• _TASK GOAL_
Every line from the one with "if let Some(p) = explicit" to the end of the entries, both included, is to be copied exactly; the other lines stay out.

(Stored data entries)
************

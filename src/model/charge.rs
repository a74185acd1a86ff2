// src/model/charge.rs

use crate::model::elements::Species;
use std::ops::RangeInclusive;

/// True if the species can be ionised to `charge`.
pub fn valid_charge(species: &Species, charge: u32) -> bool {
    charge <= species.atomic_number()
}

/// Every charge state from neutral to fully stripped.
pub fn charge_states(species: &Species) -> RangeInclusive<u32> {
    0..=species.atomic_number()
}
// src/config.rs

use crate::error::{RepositoryError, Result};
use directories::{BaseDirs, ProjectDirs};
use serde::{Deserialize, Serialize};
use std::fs::{self, File};
use std::io::{BufReader, BufWriter};
use std::path::{Path, PathBuf};

/// Environment variable that overrides the configured repository location.
pub const REPOSITORY_ENV: &str = "OPENADAS_REPOSITORY";

/// Repository location relative to the home directory.
pub const DEFAULT_REPOSITORY_SUBPATH: &str = ".cherab/openadas/repository";

/// `~/.cherab/openadas/repository`, or the bare relative path if there is no home directory.
pub fn default_repository_path() -> PathBuf {
    match BaseDirs::new() {
        Some(dirs) => dirs.home_dir().join(DEFAULT_REPOSITORY_SUBPATH),
        None => PathBuf::from(DEFAULT_REPOSITORY_SUBPATH),
    }
}

// --- Enums ---

#[derive(Debug, Clone, Copy, PartialEq, Eq, Default, Serialize, Deserialize)]
#[serde(rename_all = "lowercase")]
pub enum LogLevel {
    Error,
    #[default]
    Warn,
    Info,
    Debug,
    Trace,
}

impl LogLevel {
    pub fn to_filter(self) -> log::LevelFilter {
        match self {
            LogLevel::Error => log::LevelFilter::Error,
            LogLevel::Warn => log::LevelFilter::Warn,
            LogLevel::Info => log::LevelFilter::Info,
            LogLevel::Debug => log::LevelFilter::Debug,
            LogLevel::Trace => log::LevelFilter::Trace,
        }
    }
}

// --- Main Config Struct ---

#[derive(Serialize, Deserialize, Debug, Clone, Default, PartialEq)]
pub struct Config {
    #[serde(default)]
    pub repository_path: Option<PathBuf>,

    #[serde(default)]
    pub log_level: LogLevel,
}

impl Config {
    /// Loads config from the standard OS location (e.g. ~/.config/openadas-repo/settings.json).
    ///
    /// Never fails: the second value says where the config came from, for logging
    /// once a logger exists.
    pub fn load() -> (Self, String) {
        Self::load_from(&Self::get_path())
    }

    pub fn load_from(path: &Path) -> (Self, String) {
        if path.exists() {
            match File::open(path) {
                Ok(file) => {
                    let reader = BufReader::new(file);
                    match serde_json::from_reader(reader) {
                        Ok(cfg) => (cfg, format!("Config loaded from {:?}", path)),
                        Err(e) => (Self::default(), format!("Error parsing config: {}", e)),
                    }
                }
                Err(e) => (Self::default(), format!("Error opening config: {}", e)),
            }
        } else {
            (
                Self::default(),
                "No config found. Using defaults.".to_string(),
            )
        }
    }

    /// Saves config to the standard OS location.
    pub fn save(&self) -> Result<PathBuf> {
        let path = Self::get_path();
        self.save_to(&path)?;
        Ok(path)
    }

    pub fn save_to(&self, path: &Path) -> Result<()> {
        if let Some(parent) = path.parent() {
            fs::create_dir_all(parent).map_err(|e| RepositoryError::io(parent, e))?;
        }
        let file = File::create(path).map_err(|e| RepositoryError::io(path, e))?;
        let writer = BufWriter::new(file);
        serde_json::to_writer_pretty(writer, self).map_err(|e| RepositoryError::json(path, e))
    }

    /// Picks the repository root: explicit override, then `$OPENADAS_REPOSITORY`,
    /// then the configured path, then the default.
    pub fn repository_path(&self, explicit: Option<&Path>) -> PathBuf {
        if let Some(p) = explicit {
            return p.to_path_buf();
        }
        if let Some(p) = std::env::var_os(REPOSITORY_ENV).filter(|v| !v.is_empty()) {
            return PathBuf::from(p);
        }
        self.repository_path
            .clone()
            .unwrap_or_else(default_repository_path)
    }

    pub fn get_path() -> PathBuf {
        if let Some(proj) = ProjectDirs::from("org", "openadas", "openadas-repo") {
            proj.config_dir().join("settings.json")
        } else {
            PathBuf::from("settings.json")
        }
    }
}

************

• _SOLVED EXERCISE_
        if let Some(p) = explicit {
            return p.to_path_buf();
        }
        if let Some(p) = std::env::var_os(REPOSITORY_ENV).filter(|v| !v.is_empty()) {
            return PathBuf::from(p);
        }
        self.repository_path
            .clone()
            .unwrap_or_else(default_repository_path)
    }

    pub fn get_path() -> PathBuf {
        if let Some(proj) = ProjectDirs::from("org", "openadas", "openadas-repo") {
            proj.config_dir().join("settings.json")
        } else {
            PathBuf::from("settings.json")
        }
    }
}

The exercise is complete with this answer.